◆ EXERCISE AIM ◆
Draw out every line with the word "values" from the listing below.
◆ ◆ ◆ ◆ ◆
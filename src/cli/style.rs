//! Terminal styling helpers

use owo_colors::{OwoColorize, Stream};

/// Check mark used for completed steps
pub const CHECK: &str = "✓";

/// Styling shortcuts for CLI output
pub trait Stylize {
    /// Dimmed secondary text
    fn muted(&self) -> String;
    /// Highlighted value (PR numbers, shas)
    fn accent(&self) -> String;
    /// Bold text
    fn emphasis(&self) -> String;
    /// Warning text
    fn warn(&self) -> String;
}

impl<T: AsRef<str>> Stylize for T {
    fn muted(&self) -> String {
        self.as_ref()
            .if_supports_color(Stream::Stdout, |s| s.dimmed())
            .to_string()
    }

    fn accent(&self) -> String {
        self.as_ref()
            .if_supports_color(Stream::Stdout, |s| s.cyan())
            .to_string()
    }

    fn emphasis(&self) -> String {
        self.as_ref()
            .if_supports_color(Stream::Stdout, |s| s.bold())
            .to_string()
    }

    fn warn(&self) -> String {
        self.as_ref()
            .if_supports_color(Stream::Stdout, |s| s.yellow())
            .to_string()
    }
}

/// Green check mark
pub fn check() -> String {
    CHECK
        .if_supports_color(Stream::Stdout, |s| s.green())
        .to_string()
}
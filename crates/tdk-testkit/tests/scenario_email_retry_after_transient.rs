//! Scenario: email transient failure retries on its horizon, permanent
//! failure parks the row as failed without blocking neighbours.

use chrono::{Duration, TimeZone, Utc};
use tdk_email::SendOutcome;
use tdk_testkit::Harness;

async fn seed_analysis_with_recipients(
    h: &mut Harness,
    recipients: &[&str],
) -> anyhow::Result<i64> {
    let t0 = Utc.with_ymd_and_hms(2026, 8, 3, 9, 0, 0).unwrap();
    h.add_watched_equity("ACME", "US-ACME", t0).await?;
    for r in recipients {
        h.add_recipient(r, t0).await?;
    }
    let url = h.serve_transcript("/t/acme.html", "Operator: welcome.").await;
    h.oracle.push_available("US-ACME", &url);
    h.scheduler_tick(t0).await?;
    h.fetch_pass(t0).await?;
    // Analysis + fan-out, but hold the email lane back for the scripts.
    h.analysis_pass(t0).await?;
    let transcript = tdk_db::transcripts::fetch_transcript_by_key(
        &h.pool,
        tdk_db::universe::fetch_equity_by_identifier(&h.pool, "US-ACME")
            .await?
            .unwrap()
            .equity_id,
        2,
        2026,
    )
    .await?
    .unwrap();
    Ok(
        tdk_db::analyses::latest_for_transcript(&h.pool, transcript.transcript_id)
            .await?
            .unwrap()
            .analysis_id,
    )
}

#[tokio::test]
async fn transient_send_failure_retries_on_the_horizon() -> anyhow::Result<()> {
    let mut h = Harness::new().await?;
    let analysis_id = seed_analysis_with_recipients(&mut h, &["pm@desk.test"]).await?;
    let t0 = Utc.with_ymd_and_hms(2026, 8, 3, 10, 0, 0).unwrap();

    h.mailer
        .push_outcome(SendOutcome::Transient("connection refused".to_string()));

    assert_eq!(h.email_pass(t0).await?, 1);
    let rows = tdk_db::outbox::list_outbox_for_analysis(&h.pool, analysis_id).await?;
    assert_eq!(rows[0].status, "pending");
    assert_eq!(rows[0].attempts, 1);
    let retry_at = rows[0].retry_next_at_utc.unwrap();
    assert_eq!((retry_at - t0).num_seconds(), 120);

    // Hidden before the horizon, sent after it.
    assert_eq!(h.email_pass(retry_at - Duration::seconds(1)).await?, 0);
    assert_eq!(h.email_pass(retry_at).await?, 1);
    let rows = tdk_db::outbox::list_outbox_for_analysis(&h.pool, analysis_id).await?;
    assert_eq!(rows[0].status, "sent");
    assert_eq!(h.mailer.sent().len(), 1);
    Ok(())
}

#[tokio::test]
async fn permanent_rejection_fails_one_row_and_spares_the_other() -> anyhow::Result<()> {
    let mut h = Harness::new().await?;
    let analysis_id =
        seed_analysis_with_recipients(&mut h, &["bad@desk.test", "good@desk.test"]).await?;
    let t0 = Utc.with_ymd_and_hms(2026, 8, 3, 10, 0, 0).unwrap();

    // First claimed row (lowest outbox_id = bad@) is rejected outright.
    h.mailer
        .push_outcome(SendOutcome::Permanent("550 no such user".to_string()));

    assert_eq!(h.email_pass(t0).await?, 2);
    let rows = tdk_db::outbox::list_outbox_for_analysis(&h.pool, analysis_id).await?;
    let bad = rows.iter().find(|r| r.recipient == "bad@desk.test").unwrap();
    let good = rows.iter().find(|r| r.recipient == "good@desk.test").unwrap();
    assert_eq!(bad.status, "failed");
    assert_eq!(bad.last_error.as_deref(), Some("550 no such user"));
    assert_eq!(good.status, "sent");
    assert_eq!(h.mailer.sent().len(), 1);
    Ok(())
}
//! Equity universe, watchlist, groups, and the notification recipient list.
//!
//! Ingestion of the universe itself is external (CSV import feeds
//! `upsert_equity`); everything here is thin CRUD plus the tracked-set
//! queries the scheduler derives its schedule rows from.

use anyhow::{Context, Result};
use chrono::{DateTime, Utc};
use sqlx::{FromRow, SqlitePool};

use crate::is_unique_violation;

#[derive(Debug, Clone, FromRow)]
pub struct EquityRow {
    pub equity_id: i64,
    pub symbol: String,
    pub alt_code: Option<String>,
    pub identifier: String,
    pub name: String,
}

#[derive(Debug, Clone, FromRow)]
pub struct GroupRow {
    pub group_id: i64,
    pub name: String,
    pub deep_research_prompt: Option<String>,
    pub stock_summary_prompt: Option<String>,
    pub is_active: bool,
}

#[derive(Debug, Clone, FromRow)]
pub struct RecipientRow {
    pub recipient_id: i64,
    pub email: String,
    pub is_active: bool,
}

/// One member of the tracked set (watchlist ∪ active-group members) with the
/// flags that decide its schedule priority.
#[derive(Debug, Clone, FromRow)]
pub struct TrackedEquity {
    pub equity_id: i64,
    pub on_watchlist: bool,
    pub in_active_group: bool,
}

/// Insert or refresh an equity keyed by its external identifier.
pub async fn upsert_equity(
    pool: &SqlitePool,
    symbol: &str,
    alt_code: Option<&str>,
    identifier: &str,
    name: &str,
) -> Result<i64> {
    let (equity_id,): (i64,) = sqlx::query_as(
        r#"
        insert into equities (symbol, alt_code, identifier, name)
        values (?1, ?2, ?3, ?4)
        on conflict (identifier) do update
            set symbol = excluded.symbol,
                alt_code = excluded.alt_code,
                name = excluded.name
        returning equity_id
        "#,
    )
    .bind(symbol)
    .bind(alt_code)
    .bind(identifier)
    .bind(name)
    .fetch_one(pool)
    .await
    .context("upsert_equity failed")?;

    Ok(equity_id)
}

pub async fn fetch_equity(pool: &SqlitePool, equity_id: i64) -> Result<Option<EquityRow>> {
    sqlx::query_as::<_, EquityRow>(
        "select equity_id, symbol, alt_code, identifier, name from equities where equity_id = ?1",
    )
    .bind(equity_id)
    .fetch_optional(pool)
    .await
    .context("fetch_equity failed")
}

pub async fn fetch_equity_by_identifier(
    pool: &SqlitePool,
    identifier: &str,
) -> Result<Option<EquityRow>> {
    sqlx::query_as::<_, EquityRow>(
        "select equity_id, symbol, alt_code, identifier, name from equities where identifier = ?1",
    )
    .bind(identifier)
    .fetch_optional(pool)
    .await
    .context("fetch_equity_by_identifier failed")
}

// ---------------------------------------------------------------------------
// Watchlist
// ---------------------------------------------------------------------------

/// Add an equity to the watchlist. Returns `Ok(false)` if it was already
/// present (idempotent user action).
pub async fn watchlist_add(
    pool: &SqlitePool,
    equity_id: i64,
    now: DateTime<Utc>,
) -> Result<bool> {
    let res = sqlx::query(
        "insert into watchlist (equity_id, added_at_utc) values (?1, ?2)",
    )
    .bind(equity_id)
    .bind(now)
    .execute(pool)
    .await;

    match res {
        Ok(_) => Ok(true),
        Err(e) if is_unique_violation(&e) => Ok(false),
        Err(e) => Err(anyhow::Error::new(e).context("watchlist_add failed")),
    }
}

pub async fn watchlist_remove(pool: &SqlitePool, equity_id: i64) -> Result<bool> {
    let res = sqlx::query("delete from watchlist where equity_id = ?1")
        .bind(equity_id)
        .execute(pool)
        .await
        .context("watchlist_remove failed")?;
    Ok(res.rows_affected() > 0)
}

pub async fn is_on_watchlist(pool: &SqlitePool, equity_id: i64) -> Result<bool> {
    let (exists,): (bool,) =
        sqlx::query_as("select exists (select 1 from watchlist where equity_id = ?1)")
            .bind(equity_id)
            .fetch_one(pool)
            .await
            .context("is_on_watchlist failed")?;
    Ok(exists)
}

// ---------------------------------------------------------------------------
// Groups
// ---------------------------------------------------------------------------

pub async fn create_group(
    pool: &SqlitePool,
    name: &str,
    deep_research_prompt: Option<&str>,
    stock_summary_prompt: Option<&str>,
) -> Result<i64> {
    let (group_id,): (i64,) = sqlx::query_as(
        r#"
        insert into groups (name, deep_research_prompt, stock_summary_prompt, is_active)
        values (?1, ?2, ?3, 1)
        returning group_id
        "#,
    )
    .bind(name)
    .bind(deep_research_prompt)
    .bind(stock_summary_prompt)
    .fetch_one(pool)
    .await
    .context("create_group failed")?;
    Ok(group_id)
}

pub async fn set_group_active(pool: &SqlitePool, group_id: i64, active: bool) -> Result<()> {
    sqlx::query("update groups set is_active = ?2 where group_id = ?1")
        .bind(group_id)
        .bind(active)
        .execute(pool)
        .await
        .context("set_group_active failed")?;
    Ok(())
}

pub async fn fetch_group(pool: &SqlitePool, group_id: i64) -> Result<Option<GroupRow>> {
    sqlx::query_as::<_, GroupRow>(
        r#"
        select group_id, name, deep_research_prompt, stock_summary_prompt, is_active
        from groups where group_id = ?1
        "#,
    )
    .bind(group_id)
    .fetch_optional(pool)
    .await
    .context("fetch_group failed")
}

/// Add a member. Returns `Ok(false)` if already a member.
pub async fn group_add_member(
    pool: &SqlitePool,
    group_id: i64,
    equity_id: i64,
    now: DateTime<Utc>,
) -> Result<bool> {
    let res = sqlx::query(
        r#"
        insert into group_members (group_id, equity_id, added_at_utc, updated_at_utc)
        values (?1, ?2, ?3, ?3)
        "#,
    )
    .bind(group_id)
    .bind(equity_id)
    .bind(now)
    .execute(pool)
    .await;

    match res {
        Ok(_) => Ok(true),
        Err(e) if is_unique_violation(&e) => Ok(false),
        Err(e) => Err(anyhow::Error::new(e).context("group_add_member failed")),
    }
}

pub async fn group_remove_member(
    pool: &SqlitePool,
    group_id: i64,
    equity_id: i64,
) -> Result<bool> {
    let res = sqlx::query("delete from group_members where group_id = ?1 and equity_id = ?2")
        .bind(group_id)
        .bind(equity_id)
        .execute(pool)
        .await
        .context("group_remove_member failed")?;
    Ok(res.rows_affected() > 0)
}

/// Active groups containing the equity, ordered by `group_id` so prompt
/// resolution is deterministic when an equity belongs to several.
pub async fn active_groups_for_equity(
    pool: &SqlitePool,
    equity_id: i64,
) -> Result<Vec<GroupRow>> {
    sqlx::query_as::<_, GroupRow>(
        r#"
        select g.group_id, g.name, g.deep_research_prompt, g.stock_summary_prompt, g.is_active
        from groups g
        join group_members m on m.group_id = g.group_id
        where m.equity_id = ?1 and g.is_active = 1
        order by g.group_id asc
        "#,
    )
    .bind(equity_id)
    .fetch_all(pool)
    .await
    .context("active_groups_for_equity failed")
}

pub async fn list_active_groups(pool: &SqlitePool) -> Result<Vec<GroupRow>> {
    sqlx::query_as::<_, GroupRow>(
        r#"
        select group_id, name, deep_research_prompt, stock_summary_prompt, is_active
        from groups where is_active = 1 order by group_id asc
        "#,
    )
    .fetch_all(pool)
    .await
    .context("list_active_groups failed")
}

pub async fn group_member_ids(pool: &SqlitePool, group_id: i64) -> Result<Vec<i64>> {
    let rows: Vec<(i64,)> = sqlx::query_as(
        "select equity_id from group_members where group_id = ?1 order by equity_id asc",
    )
    .bind(group_id)
    .fetch_all(pool)
    .await
    .context("group_member_ids failed")?;
    Ok(rows.into_iter().map(|(id,)| id).collect())
}

// ---------------------------------------------------------------------------
// Tracked set
// ---------------------------------------------------------------------------

/// The tracked set: every equity on the watchlist or in an active group,
/// with flags for schedule-priority derivation.
pub async fn list_tracked_equities(pool: &SqlitePool) -> Result<Vec<TrackedEquity>> {
    sqlx::query_as::<_, TrackedEquity>(
        r#"
        select e.equity_id,
               exists (select 1 from watchlist w where w.equity_id = e.equity_id)
                   as on_watchlist,
               exists (select 1 from group_members m
                       join groups g on g.group_id = m.group_id
                       where m.equity_id = e.equity_id and g.is_active = 1)
                   as in_active_group
        from equities e
        where exists (select 1 from watchlist w where w.equity_id = e.equity_id)
           or exists (select 1 from group_members m
                      join groups g on g.group_id = m.group_id
                      where m.equity_id = e.equity_id and g.is_active = 1)
        order by e.equity_id asc
        "#,
    )
    .fetch_all(pool)
    .await
    .context("list_tracked_equities failed")
}

// ---------------------------------------------------------------------------
// Notification recipients
// ---------------------------------------------------------------------------

/// Add a recipient. Returns `Ok(false)` if the address is already registered.
pub async fn recipient_add(
    pool: &SqlitePool,
    email: &str,
    now: DateTime<Utc>,
) -> Result<bool> {
    let res = sqlx::query(
        "insert into notification_recipients (email, is_active, added_at_utc) values (?1, 1, ?2)",
    )
    .bind(email)
    .bind(now)
    .execute(pool)
    .await;

    match res {
        Ok(_) => Ok(true),
        Err(e) if is_unique_violation(&e) => Ok(false),
        Err(e) => Err(anyhow::Error::new(e).context("recipient_add failed")),
    }
}

pub async fn recipient_set_active(pool: &SqlitePool, email: &str, active: bool) -> Result<bool> {
    let res = sqlx::query("update notification_recipients set is_active = ?2 where email = ?1")
        .bind(email)
        .bind(active)
        .execute(pool)
        .await
        .context("recipient_set_active failed")?;
    Ok(res.rows_affected() > 0)
}

pub async fn list_active_recipients(pool: &SqlitePool) -> Result<Vec<RecipientRow>> {
    sqlx::query_as::<_, RecipientRow>(
        r#"
        select recipient_id, email, is_active
        from notification_recipients
        where is_active = 1
        order by recipient_id asc
        "#,
    )
    .fetch_all(pool)
    .await
    .context("list_active_recipients failed")
}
◆ ◆ ◆ ◆ ◆
◆ SOLUTION TO THIS EXERCISE ◆
        values (?1, ?2, ?3, ?4)
        "insert into watchlist (equity_id, added_at_utc) values (?1, ?2)",
        values (?1, ?2, ?3, 1)
        values (?1, ?2, ?3, ?3)
        "insert into notification_recipients (email, is_active, added_at_utc) values (?1, 1, ?2)",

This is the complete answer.